Des Secrétaires généraux précédents s’étaient faits des ambassadeurs de la Paix. M. Pérez de Cuéllar s’est fait, en plus, ambassadeur des pauvres et des exclus. Je proposerai volontiers à tous ses collaborateurs de suivre son exemple et, par leur façon d’aborder sans arrêt la question, de créer le climat dans lequel la misère puisse être discutée sans polémique ni réserve. Je leur proposerai de faire avancer la conviction que dans les zones de pauvreté excessive, nous ne pouvons plus nous abstenir d’investir le meilleur de nous-mêmes, à savoir des hommes et des femmes qui n’abandonnent pas une population au bout d’un ou deux ans de coopération technique, mais qui offrent leur personne pour de nombreuses années.
LE DROIT D’ÊTRE VOLONTAIRE
Le génie français a toujours eu des trouvailles étonnantes pour désigner les familles les plus défavorisées. Quand l’administration ne savait pas quoi faire avec elles parce qu’elles disaient une souffrance au delà de toute norme et qu’elles avaient plus besoin d’honneur, de respect que de mesures éducatives et financières, le génie français les a appelées « familles lourdes ».

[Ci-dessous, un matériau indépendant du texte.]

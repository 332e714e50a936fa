//! Signal handling for supervised transfers
//!
//! Ctrl+C and SIGTERM cancel the running transfer instead of killing the
//! supervisor outright, so the rclone process group is stopped cleanly.

use tokio::signal;
use tokio::task::JoinHandle;
use tracing::{info, warn};

use crate::app::CancelToken;

/// Cancel `token` when the process receives Ctrl+C or SIGTERM
///
/// The returned task should be aborted once the transfer has finished.
pub fn cancel_on_signal(token: CancelToken) -> JoinHandle<()> {
    tokio::spawn(async move {
        let ctrl_c = async {
            match signal::ctrl_c().await {
                Ok(()) => info!("Ctrl+C signal received"),
                Err(e) => {
                    warn!("Failed to install Ctrl+C handler: {}", e);
                    std::future::pending::<()>().await;
                }
            }
        };

        #[cfg(unix)]
        let terminate = async {
            match signal::unix::signal(signal::unix::SignalKind::terminate()) {
                Ok(mut stream) => {
                    stream.recv().await;
                }
                Err(e) => {
                    warn!("Failed to install SIGTERM handler: {}", e);
                    std::future::pending::<()>().await;
                }
            }
        };

        #[cfg(not(unix))]
        let terminate = std::future::pending::<()>();

        tokio::select! {
            _ = ctrl_c => {
                info!("Received Ctrl+C, cancelling transfer");
            },
            _ = terminate => {
                info!("Received terminate signal, cancelling transfer");
            },
        }

        token.cancel();
    })
}
//! Runtime options for the transfer supervisor
//!
//! Timing knobs for the poll loop, the liveness checks and process cleanup.

use std::time::Duration;

use serde::{Deserialize, Serialize};

use crate::constants::supervisor;

/// Configuration for a supervised transfer
#[derive(Debug, Clone, PartialEq, Eq, Serialize, Deserialize)]
pub struct SupervisorConfig {
    /// How often the loop checks cancellation, timeouts and output
    #[serde(with = "humantime_serde")]
    pub poll_interval: Duration,
    /// How long to wait for a first percentage before warning
    #[serde(with = "humantime_serde")]
    pub startup_timeout: Duration,
    /// Maximum time without any output line before the job fails
    #[serde(with = "humantime_serde")]
    pub inactivity_timeout: Duration,
    /// Time a terminated process gets before it is force-killed
    #[serde(with = "humantime_serde")]
    pub termination_grace: Duration,
    /// Bound on collecting residual output after the process exits
    #[serde(with = "humantime_serde")]
    pub reader_drain_timeout: Duration,
}

impl Default for SupervisorConfig {
    fn default() -> Self {
        Self {
            poll_interval: supervisor::POLL_INTERVAL,
            startup_timeout: supervisor::STARTUP_TIMEOUT,
            inactivity_timeout: supervisor::INACTIVITY_TIMEOUT,
            termination_grace: supervisor::TERMINATION_GRACE,
            reader_drain_timeout: supervisor::READER_DRAIN_TIMEOUT,
        }
    }
}

impl SupervisorConfig {
    /// Set poll interval
    pub fn with_poll_interval(mut self, interval: Duration) -> Self {
        self.poll_interval = interval;
        self
    }

    /// Set startup warning threshold
    pub fn with_startup_timeout(mut self, timeout: Duration) -> Self {
        self.startup_timeout = timeout;
        self
    }

    /// Set inactivity timeout
    pub fn with_inactivity_timeout(mut self, timeout: Duration) -> Self {
        self.inactivity_timeout = timeout;
        self
    }

    /// Set grace period before force-kill
    pub fn with_termination_grace(mut self, grace: Duration) -> Self {
        self.termination_grace = grace;
        self
    }

    pub fn with_reader_drain_timeout(mut self, timeout: Duration) -> Self {
        self.reader_drain_timeout = timeout;
        self
    }

    /// Validate the configuration
    pub fn validate(&self) -> Result<(), String> {
        if self.poll_interval.is_zero() {
            return Err("Poll interval cannot be zero".to_string());
        }

        if self.inactivity_timeout.is_zero() {
            return Err("Inactivity timeout cannot be zero".to_string());
        }

        if self.startup_timeout.is_zero() {
            return Err("Startup timeout cannot be zero".to_string());
        }

        if self.poll_interval >= self.inactivity_timeout {
            return Err(format!(
                "Poll interval ({:?}) must be shorter than the inactivity timeout ({:?})",
                self.poll_interval, self.inactivity_timeout
            ));
        }

        Ok(())
    }
}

Aujourd’hui, il a trouvé le nom de « volontaires lourds » pour désigner des hommes et des femmes qui ne croyant pas à la fatalité de la misère et voulant l’anéantir, se sont unis aux familles les plus défavorisées.
Ces hommes et ces femmes ont pensé que la misère était l’œuvre des hommes et que seuls ceux-ci pourraient la détruire. C’est pourquoi, ils se sont mis à l’école du Quart Monde, et se sont engagés à plein temps à mettre à la disposition des familles les plus défavorisées, ce qu’ils avaient reçu d’instruction, de formation, de foi et d’amour de la justice et de la liberté. Ils ont cru, et ils avaient raison, qu’un engagement aussi radical serait contestation face à la consommation, au profit, à l’idéologie et à la recherche des privilèges et des pouvoirs. Ils ont cru qu’un engagement de cet ordre amènerait les hommes à se poser des questions sur la fiabilité de leurs idéaux, sur la vanité de leur recherche, s’ils en écartaient les plus démunis. Ils étaient conscients que leur choix serait mal compris et même combattu, mais nombreux seraient ceux qui, grâce à celui-ci, se rassembleraient autour des familles pour proposer un autre type de société plus juste et plus fraternelle où la priorité serait donnée aux plus démunis. Les familles ne s’y trompèrent pas. Elles crurent en eux parce qu’ils partageaient leurs espérances et leur rendaient l’honneur et la fierté de combattre elles aussi pour la justice et la paix.
Ce journal relate la vie et l’engagement de ces volontaires, leurs difficultés, leurs échecs et leurs réussites mais surtout le témoignage qu’un autre monde est possible. À ceux qui cherchent, elle propose peut-être un projet de vie inédit.
Éditorial de « Feuille de route », Juillet/août 1983, N° 130.